#### [What is required]
Across the data below, how many lines hold "striped"? Answer with that number and nothing else.

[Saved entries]
Segment Open

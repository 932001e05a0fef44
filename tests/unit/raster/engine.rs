use super::*;
use crate::model::primitives::Rectangle;

#[test]
fn build_calls_generator_per_pixel() {
    let img = build(3, 2, |col, row, _: &()| Color::rgb(col as u8, row as u8, 0), &()).unwrap();
    assert_eq!((img.width(), img.height()), (3, 2));
    let px = img.pixel_buffer().unwrap();
    assert_eq!(px.get(2, 1), Some(Color::rgb(2, 1, 0)));
    assert_eq!(px.get(0, 0), Some(Color::rgb(0, 0, 0)));
}

#[test]
fn build_passes_context_through() {
    let tint = Color::RED;
    let img = build(2, 2, |_, _, c: &Color| *c, &tint).unwrap();
    assert!(img.pixel_buffer().unwrap().pixels().iter().all(|&c| c == Color::RED));
}

#[test]
fn build_with_zero_dims_is_empty() {
    let img = build(0, 5, |_, _, _: &()| Color::WHITE, &()).unwrap();
    assert_eq!((img.width(), img.height()), (0, 5));
    assert!(img.bounds().is_empty());
}

#[test]
fn map_identity_keeps_pixels() {
    let src = build(2, 2, |_, _, _: &()| Color::RED, &()).unwrap();
    let same = src.map(|_, _, c, _: &()| c, &()).unwrap();
    assert_eq!(same, src);
    assert!(!Image::ptr_eq(&same, &src));
}

#[test]
fn map_sees_coordinates_and_leaves_source_alone() {
    let src = build(4, 1, |_, _, _: &()| Color::WHITE, &()).unwrap();
    let striped = map(
        &src,
        |col, _, c, _: &()| if col % 2 == 0 { Color::BLACK } else { c },
        &(),
    )
    .unwrap();
    let px = striped.pixel_buffer().unwrap();
    assert_eq!(px.get(0, 0), Some(Color::BLACK));
    assert_eq!(px.get(1, 0), Some(Color::WHITE));
    assert!(src.pixel_buffer().unwrap().pixels().iter().all(|&c| c == Color::WHITE));
}

#[test]
fn map_rejects_vector_images() {
    let shape = Image::rectangle(Rectangle::new(2, 2));
    let err = map(&shape, |_, _, c, _: &()| c, &()).unwrap_err();
    assert!(matches!(err, PicturaError::Validation(_)));
}
//! Affine transform wrapper and the operators built on it.
//!
//! Nested transforms are collapsed into one matrix around the innermost child, and a
//! collapsed matrix equal to the identity yields that child back. The wrapper's box is the
//! integer hull of the child's four box corners after the transform, so any rotation that is
//! not a multiple of 90° over-approximates the shape.

use crate::foundation::core::{Affine, Point};
use crate::foundation::math::{degrees_to_radians, quadrant_rotation, transform_bounds};
use crate::model::node::{Image, Node, TransformImage};

impl Image {
    /// Draw this image through `transform`.
    pub fn transformed(&self, transform: Affine) -> Self {
        if transform == Affine::IDENTITY {
            return self.clone();
        }
        let (child, composed) = match self.node() {
            Node::Transform(inner) => (inner.child.clone(), transform * inner.transform),
            _ => (self.clone(), transform),
        };
        if composed == Affine::IDENTITY {
            return child;
        }
        let bounds = transform_bounds(composed, child.bounds());
        Self::from_node(Node::Transform(TransformImage {
            child,
            transform: composed,
            bounds,
        }))
    }

    /// Translate; a zero offset returns this very image.
    pub fn moved(&self, dx: i32, dy: i32) -> Self {
        if dx == 0 && dy == 0 {
            return self.clone();
        }
        self.translated(f64::from(dx), f64::from(dy))
    }

    /// [`Image::moved`] by the components of `offset`.
    pub fn moved_by(&self, offset: Point) -> Self {
        self.moved(offset.x, offset.y)
    }

    /// Move the box's top-left corner to the origin.
    pub fn normalized(&self) -> Self {
        let b = self.bounds();
        if b.left() == 0 && b.top() == 0 {
            return self.clone();
        }
        self.translated(-f64::from(b.left()), -f64::from(b.top()))
    }

    // Offsets go through f64 so that sums and negations of extreme edges cannot overflow.
    fn translated(&self, dx: f64, dy: f64) -> Self {
        self.transformed(Affine::translate((dx, dy)))
    }

    /// Rotate about the origin by whole degrees (clockwise on screen).
    ///
    /// Multiples of 90° use exact quadrant matrices, so boxes stay exact and four quarter
    /// turns restore the original box.
    pub fn rotated(&self, degrees: i32) -> Self {
        let degrees = degrees.rem_euclid(360);
        if degrees == 0 {
            self.clone()
        } else if degrees % 90 == 0 {
            self.transformed(quadrant_rotation(degrees / 90))
        } else {
            self.transformed(Affine::rotate(degrees_to_radians(f64::from(degrees))))
        }
    }

    /// Rotate about the origin by fractional degrees, always through the general matrix.
    pub fn rotated_by(&self, degrees: f64) -> Self {
        self.transformed(Affine::rotate(degrees_to_radians(degrees)))
    }

    /// Rotate about the center of this image's box.
    ///
    /// The center is moved to the origin, rotated, then moved back. Both overloads use this
    /// order.
    pub fn rotated_in_place(&self, degrees: i32) -> Self {
        let c = self.bounds().center();
        let (cx, cy) = (f64::from(c.x), f64::from(c.y));
        self.translated(-cx, -cy).rotated(degrees).translated(cx, cy)
    }

    /// Fractional-degree form of [`Image::rotated_in_place`].
    pub fn rotated_in_place_by(&self, degrees: f64) -> Self {
        let c = self.bounds().center();
        let (cx, cy) = (f64::from(c.x), f64::from(c.y));
        self.translated(-cx, -cy).rotated_by(degrees).translated(cx, cy)
    }

    /// Scale about the origin (not the image's own center).
    pub fn scaled(&self, factor: f64) -> Self {
        self.scaled_xy(factor, factor)
    }

    /// Scale about the origin with separate factors per axis; negative factors mirror.
    pub fn scaled_xy(&self, x_factor: f64, y_factor: f64) -> Self {
        self.transformed(Affine::scale_non_uniform(x_factor, y_factor))
    }

    /// Mirror left-to-right within the same box.
    pub fn x_reflection(&self) -> Self {
        let b = self.bounds();
        self.scaled_xy(-1.0, 1.0)
            .translated(f64::from(b.left()) + f64::from(b.right()), 0.0)
    }

    /// Mirror top-to-bottom within the same box.
    pub fn y_reflection(&self) -> Self {
        let b = self.bounds();
        self.scaled_xy(1.0, -1.0)
            .translated(0.0, f64::from(b.top()) + f64::from(b.bottom()))
    }
}

#[cfg(test)]
#[path = "../../tests/unit/model/transform.rs"]
mod tests;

Segment Closed

#### [Written answer]
2